When Victor Hugo, after separating from his wife Adèle in 1830, witnessed the negative assessments of his contemporaries regarding the Gothic art of the city of Paris, where demolitions of buildings and facades from the medieval period were promoted (and executed). Hurt by this situation, Victor Hugo wrote pamphlets defending examples of Gothic architecture. At one point in the text he tells the story of two monks looking at Gutenberg’s Bible while the view out the window was of Notre Dame Cathedral, nostalgically saying: “This will destroy that.” The fear was that the temple was a space made to listen to the word of God. The domain of the monk and the opium of the people. The fear was that the written word was replicated even in the book and thus entered the domain of the home and private space. The temple and the spatial experience of its architecture perished in the face of the reproducibility of the written word.

And yet, on September 11, 2001, as I watched the fall of the second tower live on CNN, I felt something similar to Victor Hugo’s monks. A symbol was being destroyed. It was falling before the live eyes of a simultaneous world, the symbol of Western capitalism. But the WTC attack, despite its holy war intent, was not the climax of our world. I thought at the time that the attack on our world by the other world was not against the economy symbolized by the towers. Perhaps, more certainly, what the attack wanted to destroy was our idea of God. Money is the God that makes everything equal. Only the abstraction of the figure of capital symbolized by money flattens the world. But I thought, if Osama wanted to attack the foundation of savage capitalism, the planes should fall on the Louvre.

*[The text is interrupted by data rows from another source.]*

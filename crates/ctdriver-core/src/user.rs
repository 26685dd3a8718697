//! User identity resolution and switching.
//!
//! A user spec is `user[:group]`, where each part is a name or a numeric id.
//! Names resolve against the user and group databases of the current root,
//! which inside a container is the container's own `/etc/passwd` and
//! `/etc/group`.

use std::ffi::CString;

use ctdriver_common::error::{DriverError, Result};
use nix::unistd::{Gid, Group, Uid, User};

/// Reference to a user or group by name or number.
#[derive(Debug, Clone, PartialEq, Eq)]
pub enum IdRef {
    /// Numeric id.
    Id(u32),
    /// Database name.
    Name(String),
}

impl IdRef {
    fn parse(part: &str) -> Self {
        part.parse::<u32>()
            .map_or_else(|_| Self::Name(part.to_string()), Self::Id)
    }
}

/// Parsed `user[:group]` spec.
#[derive(Debug, Clone, PartialEq, Eq)]
pub struct UserSpec {
    /// The user part.
    pub user: IdRef,
    /// The optional group part.
    pub group: Option<IdRef>,
}

/// Parses a `user[:group]` spec.
///
/// # Errors
///
/// Returns a configuration error if either part is empty.
pub fn parse_user_spec(spec: &str) -> Result<UserSpec> {
    let (user, group) = match spec.split_once(':') {
        Some((user, group)) => (user, Some(group)),
        None => (spec, None),
    };
    if user.is_empty() || group.is_some_and(str::is_empty) {
        return Err(DriverError::Config {
            message: format!("invalid user spec '{spec}'"),
        });
    }
    Ok(UserSpec {
        user: IdRef::parse(user),
        group: group.map(IdRef::parse),
    })
}

/// A fully resolved identity to switch to.
#[derive(Debug, Clone, PartialEq, Eq)]
pub struct Identity {
    /// Target user id.
    pub uid: Uid,
    /// Target primary group id.
    pub gid: Gid,
    /// Supplementary groups.
    pub groups: Vec<Gid>,
}

fn lookup_error(what: &str, e: nix::Error) -> DriverError {
    DriverError::Config {
        message: format!("looking up {what}: {e}"),
    }
}

/// Resolves a user spec against the user and group databases.
///
/// Numeric users absent from the database are allowed; they keep the
/// calling process's gid unless a group is given.
///
/// # Errors
///
/// Returns an error if a named user or group does not exist.
pub fn resolve_identity(spec: &str) -> Result<Identity> {
    let parsed = parse_user_spec(spec)?;

    let (uid, user) = match &parsed.user {
        IdRef::Id(raw) => {
            let uid = Uid::from_raw(*raw);
            (uid, User::from_uid(uid).map_err(|e| lookup_error("user", e))?)
        }
        IdRef::Name(name) => {
            let user = User::from_name(name)
                .map_err(|e| lookup_error("user", e))?
                .ok_or_else(|| DriverError::NotFound {
                    kind: "user",
                    id: name.clone(),
                })?;
            (user.uid, Some(user))
        }
    };

    let gid = match &parsed.group {
        Some(IdRef::Id(gid)) => Gid::from_raw(*gid),
        Some(IdRef::Name(name)) => {
            Group::from_name(name)
                .map_err(|e| lookup_error("group", e))?
                .ok_or_else(|| DriverError::NotFound {
                    kind: "group",
                    id: name.clone(),
                })?
                .gid
        }
        None => user.as_ref().map_or_else(Gid::current, |u| u.gid),
    };

    let groups = match &user {
        Some(u) => {
            let name = CString::new(u.name.as_str()).map_err(|e| DriverError::Config {
                message: format!("user name {}: {e}", u.name),
            })?;
            nix::unistd::getgrouplist(&name, gid).map_err(|e| lookup_error("groups", e))?
        }
        None => vec![gid],
    };

    Ok(Identity { uid, gid, groups })
}

/// Switches the calling process to `identity`: supplementary groups, then
/// gid, then uid.
///
/// # Errors
///
/// Returns an error if any of the id-changing syscalls fail.
pub fn switch_identity(identity: &Identity) -> Result<()> {
    let denied = |what: &str, e: nix::Error| DriverError::PermissionDenied {
        message: format!("{what}: {e}"),
    };
    nix::unistd::setgroups(&identity.groups).map_err(|e| denied("setgroups", e))?;
    nix::unistd::setgid(identity.gid).map_err(|e| denied("setgid", e))?;
    nix::unistd::setuid(identity.uid).map_err(|e| denied("setuid", e))?;
    tracing::debug!(uid = identity.uid.as_raw(), gid = identity.gid.as_raw(), "identity switched");
    Ok(())
}
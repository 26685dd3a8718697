//! POSIX shell quoting for the shared-root launch wrapper.

/// Characters that never need quoting.
fn is_safe(c: char) -> bool {
    c.is_ascii_alphanumeric() || matches!(c, '-' | '_' | '.' | '/' | ':' | ',' | '=' | '+' | '@' | '%')
}

/// Quotes one argument for `/bin/sh`.
#[must_use]
pub fn shell_quote(arg: &str) -> String {
    if arg.is_empty() {
        return "''".to_string();
    }
    if arg.chars().all(is_safe) {
        return arg.to_string();
    }
    format!("'{}'", arg.replace('\'', r"'\''"))
}

/// Quotes and joins `args` into a single shell command line.
#[must_use]
pub fn shell_quote_arguments(args: &[String]) -> String {
    args.iter()
        .map(|a| shell_quote(a))
        .collect::<Vec<_>>()
        .join(" ")
}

The art and value of a Miro, which to the visitor seems like a child’s drawing on their refrigerator, or the copyright discovered in art, is the formula for success. Picasso’s sketch, the absurd value of an object like a work of art, is where the core of our Western sustenance lies. That something has value, as much as a work of art, is incomprehensible within the system. Like discovering Modigliani’s long necks, Botero’s fat ones, Miro’s childlike sketches—and replicating them as a style, as a copyright, forever destroyed the aura of the work, which, as its word suggests, acted upon the viewer. Like Caravaggio’s bodies in the temples, they acted like the word that Victor Hugo’s monks thought would drown out the words that once belonged to God in the silent signs of writing, and then in methodical doubt, and now in the copyright of the work that no longer has meaning in experience but in the abstract market of the world where the image is everything and no longer represents or presents. It is reproduced without aura, without meaning.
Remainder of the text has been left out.